Three prior phases of SEED have recruited Maryland families, starting in 2008, by invitation. Our center would like to thank the 2,000 families who generously volunteered for SEED I, II and III. We also would like to thank our partners in the study: the Kennedy Krieger Institute, the Maryland Department of Health and Mental Hygiene, and the Maryland State Department of Education, all of whom have made SEED successful!
Learn about one mother's experience with SEED in the above video.
SEED II field staff included Michelle Landrum (from left), Project Supervisor Jamie Dahm, Nicole Williams, Shenika Robinson and Lydia Stewart.
What is SEED?
SEED stands for the Study to Explore Early Development. SEED is a multi-state research study with the goals of learning:
- Possible risk factors for developmental delays
- Possible risk factors for autism spectrum disorder (ASD)
- What are the common traits among children with ASD
- What health conditions occur in children with ASD and developmental delays
- How genes and the environment affect child development.
For SEED 3, centers from six states took part in the study: Colorado, Georgia, Maryland, Missouri, North Carolina, and Wisconsin. Maryland SEED was conducted by the Johns Hopkins University Bloomberg School of Public Health and the Kennedy Krieger Institute.
Who was invited to be part of SEED?
Parents and their preschoolers were invited by mail to take part.
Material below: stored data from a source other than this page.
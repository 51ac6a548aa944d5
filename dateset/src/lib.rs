//! # dateset
//!
//! Set algebra, position queries and period splitting over irregular
//! business-day calendars.  The caller supplies the dates; this library
//! never decides which days are holidays.
//!
//! This crate is a **façade** that re-exports the workspace crates.
//! Application code should depend on this crate rather than the individual
//! `ds-*` crates.
//!
//! ## Quick start
//!
//! ```toml
//! [dependencies]
//! dateset = "0.1"
//! ```
//!
//! ```rust
//! use dateset::calendar::{Calendar, Side};
//! use dateset::time::{Date, Frequency};
//!
//! let start = Date::from_ymd(2019, 12, 23).unwrap();
//! let end = Date::from_ymd(2020, 1, 10).unwrap();
//! let holidays = [
//!     Date::from_ymd(2019, 12, 25).unwrap(),
//!     Date::from_ymd(2020, 1, 1).unwrap(),
//! ];
//! let sessions = Calendar::generate(start, end).weekdays().difference(holidays);
//!
//! let christmas = holidays[0];
//! assert_eq!(sessions.asof(christmas, Side::Left).unwrap().to_string(), "2019-12-24");
//! assert_eq!(sessions.eom(Date::from_ymd(2019, 12, 24).unwrap()).unwrap().to_string(), "2019-12-31");
//! assert_eq!(sessions.dayof(Frequency::Year).get(Date::from_ymd(2020, 1, 3).unwrap()), Ok(2));
//! ```

#![warn(missing_docs)]
#![forbid(unsafe_code)]

/// Error definitions and process-wide settings.
pub use ds_core as core;

/// Date, weekday and frequency types.
pub use ds_time as time;

/// Calendars, collections, business-day selectors and policies.
pub use ds_calendar as calendar;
Families were invited through researchers' partnerships with the Kennedy Krieger Institute, the Maryland State Department of Education, and the Maryland Department of Health and Mental Hygiene.
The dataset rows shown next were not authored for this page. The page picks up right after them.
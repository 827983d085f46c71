mod common;
pub use self::common::Query;

mod notification;
pub use self::notification::NotificationQuery;

mod template;
pub use self::template::TemplateQuery;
Many different children were eligible:
- Children with autism spectrum disorder (ASD)
- Children with other developmental disabilities
- Children without developmental disabilities
In Maryland, SEED included children who:
- Were born and lived in 9 Maryland jurisdictions: Baltimore City and the counties of Anne Arundel, Baltimore, Carroll, Cecil, Harford, Howard, Montgomery or Prince George's.
- Were between 2 and 5 years old and had been born between Jan. 1, 2014, and Dec. 31, 2017.
What were SEED families asked to do?
SEED had several steps:
- A 30-minute phone interview about the child's development.
- A second phone interview with the mother about pregnancy and the health of her and her child.
- Questionnaires about the child's development and the family's health.
- For some families: A visit to Kennedy Krieger Institute's Center for autism and Related Disorders in Baltimore, to evaluate the child's development. The visit involved play-based assessments.
- For some families: Simple measurements of the mother and child, such as height and head size.
- For some families: Saliva or small blood samples from the mother and child.
Read newsletters from SEED
About SEED Teen
SEED Teen is funded by the national Centers for Disease Control and Prevention (CDC). This newest research study will collect updated health and development information about prior SEED children and their families. What we learn from this research may lead to better services and treatments for families and their teenagers with autism and other developmental delays. The study will also help us understand similarities and differences between teens with autism and teens without autism.
SEED Teen is a collaboration between CDC and the University of North Carolina at Chapel Hill with assistance from Johns Hopkins and Children’s Hospital of Philadelphia and includes families from four SEED sites located in Georgia, Maryland, North Carolina, and Pennsylvania.
1. To better understand how children with and without autism spectrum disorder develop as they become adolescents.
2. To better understand the healthcare and social service needs of adolescents with and without autism spectrum disorder and other developmental disabilities.
3. To understand the needs of families caring for adolescents with and without autism spectrum disorder and other developmental disabilities.